My instructor said it came from the definition of congruence class. But I am not convinced.
Wonderful. I didn't know this form of definition but after seeing its justification (transitivity and symmetry) I am convinced.ergospherical said:Recall that ##[x] = [y]## if ##x \equiv y \ (\mathrm{mod \ m})##. Then it's just a case of using ##[a][x_0] = [ax_0]##.
The Congruence Class Proof of modular arithmetic theorem is a mathematical proof that states that if two integers have the same remainder when divided by a positive integer, then they are considered congruent modulo that integer.
The Congruence Class Proof of modular arithmetic theorem is important because it allows us to solve problems involving remainders and modular arithmetic in a systematic and efficient way.

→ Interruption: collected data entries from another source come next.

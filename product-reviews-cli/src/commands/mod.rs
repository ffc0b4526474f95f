//! CLI command implementations.

pub mod check;
pub mod providers;
pub mod scrape;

It also has applications in computer science, cryptography, and other fields.
The Congruence Class Proof of modular arithmetic theorem is used in real life in a variety of ways. For example, it is used in computer programming to optimize algorithms and in cryptography to ensure secure communication. It is also used in fields such as engineering, finance, and physics to solve problems involving remainders and modular arithmetic.
Some examples of problems that can be solved using the Congruence Class Proof of modular arithmetic theorem include finding the last digit of a large number, determining the day of the week for a given date, and solving linear congruences.
Yes, there are some limitations to the Congruence Class Proof of modular arithmetic theorem. It only applies to integers and cannot be used for non-integer numbers. Additionally, it is only applicable to remainders when divided by a positive integer, not negative integers. It also does not work for all types of modular arithmetic, such as non-linear congruences.